Aldar Properties, Abu Dhabi’s biggest property developer, said Monday it will slash its workforce by 24 percent as it seeks to cut costs.
The developer plans to shed 105 jobs to match its manpower needs to its scaled-back construction schedule, the company said in a statement to the Abu Dhabi bourse.
“Aldar’s new strategic plan takes into account the existing market environment,” the company said in the statement. It will “selectively target new developments where there is demonstrable demand, and increase Aldar’s large-scale fee-based development activities.”
“The main objective of this new strategic direction is to return Aldar to long-term growth,” said chairman Ali Eid AlMheiri.

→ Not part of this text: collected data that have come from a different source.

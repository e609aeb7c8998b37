//! Random test data: participant identities and grades.
//!
//! The random source is injectable so scenario runs can be reproduced from a
//! seed.

use rand::rngs::StdRng;
use rand::seq::IndexedRandom;
use rand::{Rng, SeedableRng};

use crate::model::{Gender, Person};

pub const NAMES: &[&str] = &[
    "Alexander", "Veronika", "Ivan", "Anzhelika", "Nikolai", "Klubnika", "Evgeny", "Evelina",
    "Pyotr", "Lika", "Viktor", "Vika",
];

pub const SURNAMES: &[&str] = &[
    "Ivanov", "Nikolaev", "Alexandrov", "Loginov", "Parolev", "Vebov", "Pitonov", "Stilev",
    "Skriptov", "Variablov",
];

/// Lowest and highest grade a rater can give.
pub const GRADE_RANGE: std::ops::RangeInclusive<u8> = 1..=10;

/// Produces random people and grades.
pub struct PersonGenerator<R = StdRng> {
    rng: R,
}

impl PersonGenerator<StdRng> {
    /// Deterministic generator.
    pub fn seeded(seed: u64) -> Self {
        Self::new(StdRng::seed_from_u64(seed))
    }

    /// Generator seeded from the operating system.
    pub fn from_os_rng() -> Self {
        Self::new(StdRng::from_os_rng())
    }
}

impl<R: Rng> PersonGenerator<R> {
    pub fn new(rng: R) -> Self {
        Self { rng }
    }

    /// A random identity from the name pools.
    pub fn next_person(&mut self) -> Person {
        let name = NAMES.choose(&mut self.rng).copied().unwrap_or(NAMES[0]);
        let surname = SURNAMES
            .choose(&mut self.rng)
            .copied()
            .unwrap_or(SURNAMES[0]);
        identity(name, surname)
    }

    /// A random grade in [`GRADE_RANGE`].
    pub fn grade(&mut self) -> u8 {
        self.rng.random_range(GRADE_RANGE)
    }
}

/// Build a person, inferring gender from the first name.
///
/// Names ending in `a` are treated as female and get a feminine surname.
pub fn identity(name: &str, surname: &str) -> Person {
    let gender = if name.ends_with('a') {
        Gender::Female
    } else {
        Gender::Male
    };
    let surname = match gender {
        Gender::Female => format!("{surname}a"),
        Gender::Male => surname.to_string(),
    };
    Person::new(name, surname, Some(gender))
}

#[cfg(test)]
mod tests {
    use super::*;

    #[test]
    fn female_names_get_feminine_surnames() {
        let p = identity("Veronika", "Ivanov");
        assert_eq!(p.gender, Some(Gender::Female));
        assert_eq!(p.surname, "Ivanova");

        let p = identity("Ivan", "Ivanov");
        assert_eq!(p.gender, Some(Gender::Male));
        assert_eq!(p.surname, "Ivanov");
    }

    #[test]
    fn seeded_generator_is_deterministic() {
        let mut a = PersonGenerator::seeded(42);
        let mut b = PersonGenerator::seeded(42);
        for _ in 0..20 {
            assert_eq!(a.next_person(), b.next_person());
            assert_eq!(a.grade(), b.grade());
        }
    }

    #[test]
    fn generated_people_come_from_the_pools() {
        let mut generator = PersonGenerator::seeded(7);
        for _ in 0..50 {
            let p = generator.next_person();
            assert!(NAMES.contains(&p.name.as_str()));
            let base = match p.gender {
                Some(Gender::Female) => p.surname.strip_suffix('a').unwrap_or(&p.surname),
                _ => p.surname.as_str(),
            };
            assert!(SURNAMES.contains(&base), "unexpected surname {}", p.surname);
        }
    }

    #[test]
    fn grades_stay_in_range() {
        let mut generator = PersonGenerator::seeded(3);
        for _ in 0..200 {
            assert!(GRADE_RANGE.contains(&generator.grade()));
        }
    }
}
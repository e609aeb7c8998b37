//! Validation error type.
//!
//! Every failed rating, comparison or aggregate in the gradebook surfaces as a
//! [`ValidationError`]. Nothing is recovered locally; callers propagate with `?`.

use thiserror::Error;

/// Errors raised when an operation is attempted against the wrong participant
/// or outside of a shared course.
#[derive(Debug, Clone, PartialEq, Eq, Error)]
pub enum ValidationError {
    /// A student tried to rate someone who does not give lectures.
    #[error("students can only rate lecturers")]
    NotALecturer,

    /// A reviewer tried to grade someone who is not a student.
    #[error("homework can only be graded for students")]
    NotAStudent,

    /// The rater and the rated party are not both attached to the course.
    #[error("student or mentor is not attached to course {course:?}")]
    CourseNotShared { course: String },

    /// One side of a comparison has no grade record.
    #[error("cannot compare different types")]
    IncomparableTypes,

    /// A participant has no grades for the course and the policy rejects that.
    #[error("participant has no grades for course {course:?}")]
    MissingGrades { course: String },

    /// An aggregate was requested over a group with nobody to average.
    #[error("no participants to average for course {course:?}")]
    EmptyGroup { course: String },
}

impl ValidationError {
    pub(crate) fn course_not_shared(course: &str) -> Self {
        ValidationError::CourseNotShared {
            course: course.to_string(),
        }
    }
}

Aldar Properties is building thousands of homes and offices across the UAE capital, but concerns have been raised about the company's ability to repay a massive debt pile and the government's growing stake in the company.
The developer was rescued by a $5.2bn bailout by the Abu Dhabi government this year, after it struggled to stay afloat in the wake of a recession that halved property prices across the UAE.
In January, the state-controlled firm sold assets including a Ferrari theme park and convertible bonds to the government for AED19.2bn ($5.23bn) to pay off its debt.
The company this month approved the appointment of Greg Fewer as chief financial officer to replace Shafqat Ali Malik who quit last month “to pursue other opportunities".
Fewer, who was previously employed by Abu Dhabi wealth fund Mubadala, will join the developer on Nov 1.
Aldar recorded profits of AED127.3m in the second quarter of the year, following a loss of AED475.3m in 2010.
A poll of property analysts last week showed respondents believed prices could fall a further 10 to 30 percent as developers add to excess supply in Dubai and Abu Dhabi while buyers dwindle.
Home purchases in the UAE dropped by 44 percent to 1,459 in the third quarter from a year earlier, CBRE Group said this month. That’s down from 4,059 transactions in the third quarter of 2008, just before the crash.
Abu Dhabi, the UAE capital and the fourth-largest oil producer in the Organization of Petroleum Exporting Countries, will continue to have a glut of most types of properties, leading to a further decline in rents and purchase prices, Jones Lang LaSalle said on Oct 16.